An Alabama gay man has filed a federal lawsuit to force Alabama officials to recognize his out-of-state marriage to another man.

Paul Hard married his husband Charles David Fancher in 2011 in Massachusetts, which became the first state to allow gay couples to marry in 2004.

Roughly 3 months after marrying, Fancher was killed in a car crash north of Montgomery, which led to a wrongful death case.

At a news conference Thursday to announcement the lawsuit, Hard said that hospital workers refused to acknowledge his marriage. He learned that his husband had died from a hospital orderly after about a half-hour of inquiries.

Fancher's death certificate lists him as unmarried.

“If I can spare one other person that kind of indignity and hurt, I would do it,” Hard said. “If I can let people know how this law unjustly and cruelly affects people, I will do it. And ultimately, I hope that these laws are overturned so that it no longer can give folks permission to treat Americans as second-class citizens.”

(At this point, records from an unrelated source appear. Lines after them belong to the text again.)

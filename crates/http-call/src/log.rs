//! Log writer over HTTP: `POST {base}/log`.

use std::time::Duration;

use async_trait::async_trait;
use dispatch::{AdapterError, Delivery, LogPayload, LogWriter, Transport};

use crate::HttpDownstream;

#[derive(Debug, Clone)]
pub struct HttpLogWriter {
    downstream: HttpDownstream,
}

impl HttpLogWriter {
    /// Creates a writer for the log service at `base_url`.
    ///
    /// # Errors
    ///
    /// Returns the `reqwest` error if the HTTP client cannot be built.
    pub fn new(base_url: &str, timeout: Duration) -> Result<Self, reqwest::Error> {
        Ok(Self {
            downstream: HttpDownstream::new("log", base_url, "/log", timeout)?,
        })
    }
}

#[async_trait]
impl LogWriter for HttpLogWriter {
    fn transport(&self) -> Transport {
        Transport::Http
    }

    async fn write_log(&self, entry: &LogPayload) -> Result<Delivery, AdapterError> {
        self.downstream.post(entry).await?;
        Ok(Delivery::confirmed("logged entry successfully"))
    }
}
//! RPC client.

use std::sync::atomic::{AtomicU64, Ordering};
use std::time::Duration;

use futures::{SinkExt, StreamExt};
use serde::de::DeserializeOwned;
use serde::Serialize;
use tokio::net::TcpStream;

use crate::frame::{self, RpcCall, RpcReply};
use crate::RpcError;

/// Calls procedures on a single RPC server.
///
/// Each [`call`](Self::call) dials a fresh TCP connection, exchanges exactly
/// one call and one reply, and closes the connection. The whole exchange,
/// dialling included, is bounded by the client's timeout.
#[derive(Debug)]
pub struct RpcClient {
    address: String,
    timeout: Duration,
    next_seq: AtomicU64,
}

impl RpcClient {
    /// Creates a client for the server at `address` (`host:port`).
    pub fn new(address: impl Into<String>, timeout: Duration) -> Self {
        Self {
            address: address.into(),
            timeout,
            next_seq: AtomicU64::new(1),
        }
    }

    pub fn address(&self) -> &str {
        &self.address
    }

    /// Calls `method` with `args` and decodes its result.
    ///
    /// # Errors
    ///
    /// - [`RpcError::Connect`] if the server cannot be reached.
    /// - [`RpcError::DeadlineExceeded`] if no reply arrives within the timeout.
    /// - [`RpcError::Remote`] if the procedure itself returned an error.
    /// - Any other variant for framing or protocol failures.
    pub async fn call<A, R>(&self, method: &str, args: &A) -> Result<R, RpcError>
    where
        A: Serialize + ?Sized,
        R: DeserializeOwned,
    {
        let seq = self.next_seq.fetch_add(1, Ordering::Relaxed);
        let call = RpcCall {
            seq,
            method: method.to_owned(),
            args: frame::encode(args)?,
        };

        let reply = tokio::time::timeout(self.timeout, self.exchange(&call))
            .await
            .map_err(|_| RpcError::DeadlineExceeded(self.timeout))??;

        if reply.seq != seq {
            return Err(RpcError::SequenceMismatch {
                expected: seq,
                got: reply.seq,
            });
        }
        match reply.outcome {
            Ok(body) => frame::decode(&body),
            Err(message) => Err(RpcError::Remote(message)),
        }
    }

    async fn exchange(&self, call: &RpcCall) -> Result<RpcReply, RpcError> {
        let stream = TcpStream::connect(&self.address)
            .await
            .map_err(|source| RpcError::Connect {
                address: self.address.clone(),
                source,
            })?;
        let mut framed = frame::framed(stream);

        framed.send(frame::encode_frame(call)?).await?;
        let body = framed.next().await.ok_or(RpcError::Closed)??;
        frame::decode(&body)
    }
}
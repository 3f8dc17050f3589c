//! Shared request/response handling for JSON downstream services.

use std::time::Duration;

use dispatch::AdapterError;
use reqwest::StatusCode;
use serde::{Deserialize, Serialize};
use serde_json::Value;

/// The `{ error, message, data }` envelope every downstream service answers
/// with.
///
/// Parsed leniently: downstream services are not bound by the gateway's own
/// envelope invariants.
#[derive(Debug, Clone, PartialEq, Deserialize)]
pub struct DownstreamEnvelope {
    #[serde(default)]
    pub error: bool,
    #[serde(default)]
    pub message: String,
    #[serde(default)]
    pub data: Option<Value>,
}

/// One downstream HTTP endpoint with its own client and deadline.
#[derive(Debug, Clone)]
pub struct HttpDownstream {
    service: &'static str,
    url: String,
    http: reqwest::Client,
}

impl HttpDownstream {
    /// Creates an endpoint at `base_url` joined with `path`.
    ///
    /// Every request made through it is bounded by `timeout`, covering
    /// connect, send and body read.
    ///
    /// # Errors
    ///
    /// Returns the `reqwest` error if the client cannot be built (e.g. the
    /// TLS backend fails to initialise).
    pub fn new(
        service: &'static str,
        base_url: &str,
        path: &str,
        timeout: Duration,
    ) -> Result<Self, reqwest::Error> {
        let http = reqwest::Client::builder().timeout(timeout).build()?;
        Ok(Self {
            service,
            url: format!("{}{}", base_url.trim_end_matches('/'), path),
            http,
        })
    }

    /// POSTs `body` as JSON and classifies the answer.
    ///
    /// # Errors
    ///
    /// See the crate-level failure table.
    pub async fn post<T>(&self, body: &T) -> Result<DownstreamEnvelope, AdapterError>
    where
        T: Serialize + ?Sized,
    {
        let response = self
            .http
            .post(&self.url)
            .json(body)
            .send()
            .await
            .map_err(|err| AdapterError::transport(self.service, err))?;

        let status = response.status();
        if status == StatusCode::UNAUTHORIZED {
            return Err(AdapterError::unauthorized(self.service));
        }
        if !status.is_success() {
            return Err(AdapterError::downstream(
                self.service,
                format!("unexpected status {status}"),
            ));
        }

        // Deadline or connection loss while reading the body is a transport
        // failure; only a complete body that fails to parse is downstream.
        let body = response
            .bytes()
            .await
            .map_err(|err| AdapterError::transport(self.service, err))?;
        let envelope: DownstreamEnvelope = serde_json::from_slice(&body).map_err(|err| {
            AdapterError::downstream(self.service, format!("undecodable envelope: {err}"))
        })?;

        if envelope.error {
            tracing::debug!(
                service = self.service,
                downstream_message = %envelope.message,
                "downstream reported an application error"
            );
            return Err(AdapterError::downstream(self.service, envelope.message));
        }

        Ok(envelope)
    }
}
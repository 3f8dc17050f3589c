//! HTTP endpoint.
//!
//! | Method | Path | Behaviour |
//! |--------|------|-----------|
//! | `POST` | `/handle` | Decode, dispatch, answer with the envelope |
//! | `POST` | `/` | Fixed success envelope; a liveness probe for callers |
//!
//! The status code comes from the dispatcher's [`dispatch::Reply`]; the body
//! is always a JSON envelope, including when the body itself is refused (for
//! example over the size limit), which answers 400.

use std::sync::Arc;

use axum::body::{Body, Bytes};
use axum::extract::rejection::BytesRejection;
use axum::extract::State;
use axum::http::{header, Request, StatusCode};
use axum::response::{IntoResponse, Response};
use axum::routing::post;
use axum::Router;
use dispatch::{codec, DispatchError, Dispatcher, Reply, ResponseEnvelope};
use tower_http::trace::TraceLayer;
use uuid::Uuid;

/// Message of the `POST /` envelope.
pub const HIT_MESSAGE: &str = "Hit the broker";

/// Builds the gateway router.
pub fn router(dispatcher: Arc<Dispatcher>) -> Router {
    Router::new()
        .route("/", post(hit))
        .route("/handle", post(handle))
        .layer(TraceLayer::new_for_http().make_span_with(|request: &Request<Body>| {
            tracing::info_span!(
                "http_request",
                request_id = %Uuid::new_v4(),
                method = %request.method(),
                path = %request.uri().path(),
            )
        }))
        .with_state(dispatcher)
}

async fn hit() -> Response {
    envelope_response(StatusCode::OK, &ResponseEnvelope::success(HIT_MESSAGE, None))
}

async fn handle(
    State(dispatcher): State<Arc<Dispatcher>>,
    body: Result<Bytes, BytesRejection>,
) -> Response {
    let reply = match body {
        Ok(body) => dispatcher.handle(&body).await,
        Err(rejection) => {
            tracing::info!(error = %rejection, "request body rejected");
            let err = DispatchError::MalformedPayload {
                reason: rejection.body_text(),
            };
            Reply::failure(err.status(), err.public_message())
        }
    };
    let status = StatusCode::from_u16(reply.status.as_u16()).unwrap_or(StatusCode::INTERNAL_SERVER_ERROR);
    envelope_response(status, &reply.envelope)
}

fn envelope_response(status: StatusCode, envelope: &ResponseEnvelope) -> Response {
    (
        status,
        [(header::CONTENT_TYPE, "application/json")],
        codec::encode(envelope),
    )
        .into_response()
}
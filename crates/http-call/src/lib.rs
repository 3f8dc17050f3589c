//! Synchronous HTTP/JSON adapter.
//!
//! Implements the [`dispatch`] ports whose downstream speaks plain JSON over
//! HTTP:
//!
//! - [`IdentityClient`]: [`dispatch::IdentityVerifier`], `POST /authenticate`.
//! - [`MailClient`]: [`dispatch::MailSender`], `POST /send`.
//! - [`HttpLogWriter`]: [`dispatch::LogWriter`], `POST /log`.
//!
//! ## Architectural Layer
//!
//! **Infrastructure.** Request building, timeouts, status classification and
//! downstream envelope parsing all live here. The [`dispatch`] crate sees only
//! the port traits and [`dispatch::AdapterError`].
//!
//! ## Failure classification
//!
//! | Downstream outcome | Result |
//! |--------------------|--------|
//! | Connect error, timeout, body cut off mid-read | `AdapterError::Transport` |
//! | `401 Unauthorized` | `AdapterError::Unauthorized` |
//! | Any other non-2xx | `AdapterError::DownstreamFailure` |
//! | 2xx, undecodable body | `AdapterError::DownstreamFailure` |
//! | 2xx, envelope `error: true` | `AdapterError::DownstreamFailure` |
//! | 2xx, envelope `error: false` | `Ok(Delivery)` |
//!
//! No request is retried.

pub mod downstream;
pub mod identity;
pub mod log;
pub mod mail;

pub use downstream::{DownstreamEnvelope, HttpDownstream};
pub use identity::IdentityClient;
pub use log::HttpLogWriter;
pub use mail::MailClient;
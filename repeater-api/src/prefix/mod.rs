
const PREFIX_DATA: &str = include_str!("prefixes.tbl");

lazy_static::lazy_static! {
    static ref PREFIX_DATA_PARSED: Vec<(&'static str, &'static str)> = {
        parse_prefix_data(PREFIX_DATA)
    };
}

fn parse_prefix_data(data: &'static str) -> Vec<(&'static str, &'static str)> {
    let mut vec = Vec::new();
    for line in data.lines() {
        let line = line.trim();
        if line.is_empty() || line.starts_with('#') {
            continue;
        }

        for entry in line.split_whitespace() {
            match entry.split_once('=') {
                Some((prefix, country)) if !prefix.is_empty() && country.len() == 2 => {
                    vec.push((prefix, country))
                }
                _ => log::warn!("Skipping malformed prefix entry {:?}", entry),
            }
        }
    }
    vec
}

/// Stripped from both ends of a callsign. Other Unicode whitespace is kept.
const TRIMMED: &[char] = &[' ', '\t', '\n', '\r', '\0', '\x0B'];

/// Resolves the ISO-3166 alpha-2 country a callsign was issued by.
///
/// Prefixes are tested in the order they are listed and the first one the
/// callsign starts with wins, even if a longer prefix further down would
/// also match. Blank input never matches.
pub fn country_for_callsign(callsign: &str) -> Option<&'static str> {
    let call = callsign.trim_matches(TRIMMED).to_ascii_uppercase();
    if call.is_empty() {
        return None;
    }

    let country = PREFIX_DATA_PARSED
        .iter()
        .find(|(prefix, _)| call.starts_with(prefix))
        .map(|(_, country)| *country);

    log::trace!("Resolved {} to {:?}", call, country);
    country
}

/// Convenience for rows whose callsign column is nullable.
pub fn country_for(callsign: Option<&str>) -> Option<&'static str> {
    callsign.and_then(country_for_callsign)
}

The lawsuit, filed in U.S. District Court for the Middle District of Alabama, seeks to overturn the state's 2005 voter-approved constitutional amendment which outlaws same-sex marriages from being performed or recognized in Alabama.

The lawsuit also demands that Alabama officials issue a corrected death certificate for Fancher that lists Hard as the surviving spouse.

The Southern Poverty Law Center (SPLC) is representing Hard in the lawsuit.

“Alabama has created two classes of marriages within its borders and deemed one of those classes – marriages between people of the same sex – to be inferior to the other,” David C. Dinielli, deputy legal director for the SPLC, said in a statement. “This is unconstitutional.”

The SPLC also contends that Hard is entitled to proceeds from the wrongful death case.

“The only purpose of refusing Paul the right to share in the proceeds from the wrongful death lawsuit is to punish him for having married a man, and to express moral disapproval of this choice,” Dinielli said.

Alabama House Speaker Mike Hubbard, a Republican, criticized the lawsuit, calling it “part of a coordinated liberal agenda that is designed to erode the conservative Alabama values that the citizens of our state hold close to their hearts.”